When I work with my clients (mostly government agencies and non-profit community and faith-based organizations), we often use a 6 boxes matrix for analyzing organizational issues.
- Expectations--How does the organization measure success? What are the organizational measures and what are the individual measures? Is everyone in the organization clear about how success is measured? Are these expectations clearly and consistently communicated and measured?
- Tools and Resources--What tools and resources do staff have access to to get the job done? Is there a policy and procedure manual? The proper forms? Do they have working computers? What about their working environment? Is it conducive to getting the job done?
- Consequences and Incentives--What behaviors are encouraged? What behaviors are discouraged? What formal incentives and consequnces exist? What are the informal incentives and consequences?
- Skills and Knowledge--Do staff have the skills and knowledge to get their jobs done? Do they have adequate training not just in the ways of the agency for which they work, but also in core skills and knowledge that may be necessary to get the job done?
- Selection and Assignment--Do you have the right people on the bus? Are they sitting in the right seats? Are you leveraging people's strengths and helping them to manage around their weaknesses?
- Motives and Preferences--Are you meeting individual employee needs? Are you using the right mix of incentives, work environment, etc. to motivate each employee?

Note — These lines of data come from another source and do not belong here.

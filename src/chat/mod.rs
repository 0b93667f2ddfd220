// Chat driver: query in, stream of partial responses out

pub mod driver;

pub use driver::{ChatDriver, ResponseStream};
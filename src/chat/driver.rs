// Chat driver - streams a response out of the shared inference handle
//
// Generation runs in its own task holding a lease on the handle for the whole
// stream, so two streams never interleave on one model and the handle cannot
// be reclaimed mid-answer.

use anyhow::{anyhow, Result};
use futures::stream::{Stream, StreamExt};
use std::pin::Pin;
use std::task::{Context, Poll};
use tokio::sync::mpsc;

use crate::models::{GenerationLease, Turn};

/// Partials buffered ahead of the reader
const STREAM_BUFFER: usize = 1;

/// Finite, non-restartable sequence of cumulative partial responses
pub struct ResponseStream {
    rx: mpsc::Receiver<Result<String>>,
}

impl ResponseStream {
    /// Consume every partial and return the last one (the final answer).
    ///
    /// An empty stream or any mid-stream error is a generation failure.
    pub async fn drain(mut self) -> Result<String> {
        let mut last = None;
        while let Some(item) = self.next().await {
            last = Some(item?);
        }
        last.ok_or_else(|| anyhow!("Model produced an empty response"))
    }

    /// Collect all partials (diagnostics and tests)
    pub async fn collect_partials(mut self) -> Result<Vec<String>> {
        let mut partials = Vec::new();
        while let Some(item) = self.next().await {
            partials.push(item?);
        }
        Ok(partials)
    }
}

impl Stream for ResponseStream {
    type Item = Result<String>;

    fn poll_next(mut self: Pin<&mut Self>, cx: &mut Context<'_>) -> Poll<Option<Self::Item>> {
        self.rx.poll_recv(cx)
    }
}

#[derive(Debug, Default, Clone, Copy)]
pub struct ChatDriver;

impl ChatDriver {
    pub fn new() -> Self {
        Self
    }

    /// Start generating a response to `query`
    pub fn respond(&self, lease: GenerationLease, query: String, history: Vec<Turn>) -> ResponseStream {
        let (tx, rx) = mpsc::channel(STREAM_BUFFER);

        tokio::spawn(async move {
            let handle = lease.handle();
            tracing::debug!(handle = %handle.id(), "Generation started");
            if let Err(e) = handle.model().stream_chat(&query, &history, &tx).await {
                tracing::debug!(handle = %handle.id(), "Generation failed: {:#}", e);
                let _ = tx.send(Err(e)).await;
            }
            tracing::debug!(handle = %handle.id(), "Generation finished");
            drop(lease);
        });

        ResponseStream { rx }
    }
}
// Project-wide constants
//
// Centralised here so default paths and user-facing strings have one
// source of truth. Import via `use crate::config::constants::*;`.

/// Default bind address for the chat server (localhost only).
pub const DEFAULT_BIND_ADDR: &str = "127.0.0.1:8501";

/// Default local generation server.
pub const DEFAULT_MODEL_ENDPOINT: &str = "http://127.0.0.1:8080";

/// Directory the model bundle is cloned into when absent.
pub const DEFAULT_MODEL_BASE_PATH: &str = "./RAG_models";

/// Model directory inside the bundle.
pub const DEFAULT_MODEL_SUBDIR: &str = "Sft_model";

/// Per-session interaction logs live here.
pub const DEFAULT_LOG_DIR: &str = "./log";

/// Cooldown before the single busy retry of model construction.
pub const DEFAULT_OOM_COOLDOWN_SECS: u64 = 30;

/// Periodic publishing interval (one hour).
pub const DEFAULT_PUBLISH_INTERVAL_SECS: u64 = 3600;

/// Session time limit before the handle is reclaimed (five minutes).
pub const DEFAULT_RECLAIM_INTERVAL_SECS: u64 = 300;

pub const DEFAULT_MAX_SESSIONS: usize = 100;

/// Idle time after which a session is dropped and its log flushed.
pub const DEFAULT_SESSION_TIMEOUT_MINUTES: u64 = 30;

pub const DEFAULT_AUTHOR_NAME: &str = "chatdesk-bot";
pub const DEFAULT_AUTHOR_EMAIL: &str = "chatdesk-bot@localhost";

// User-facing messages

pub const BUSY_NOTICE: &str = "The service is busy, please wait...";
pub const EMPTY_QUERY_MESSAGE: &str = "Please enter a query to send.";
pub const GENERATION_ERROR_MESSAGE: &str = "An error occurred while generating the response.";
pub const SUGGESTION_PROMPT_MESSAGE: &str = "Please enter your suggestion.";
pub const EMPTY_SUGGESTION_MESSAGE: &str = "Please enter your suggestion before submitting.";
pub const THANK_YOU_MESSAGE: &str = "Thank you for your feedback!";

In this approach, each box is built on the ones before it, so that Box 1 (Expectations) must be clearly developed and understood before the organization should move on to the next one (Tools and Resources). It does no good to work on Box 6, which is related to employee attitudes, if you have not worked on the boxes before it.
Nine times out of ten we find that poor morale is a direct result of the agency not paying attention to one of the earlier boxes, particularly Boxes 1, 2 and 3 If you do not set clear, consistent expectations, provide staff with the right tools and resources and provide the right mix of incentives for meeting expectations, then you shouldn't complain if morale is low. None of us is happy when we don't know what our job is or we're expected to do it without the right tools and training.
In later posts, I'll be taking a closer look at each of the individual boxes. For now, I introduce them because I think that they create the framework for understanding each of the areas that we must pay attention to in running an organization.
In this blog, I want to explore the resources that NPOs can use to improve their organizational capacity. I have a particular interest in the uses of technology and best practices to improve overall performance and want to examine how NPOs can begin to take advantage of the variety of resources that are available to improve their capacity to meet their individual mission.
An ambitious project, no doubt, but a fun one too.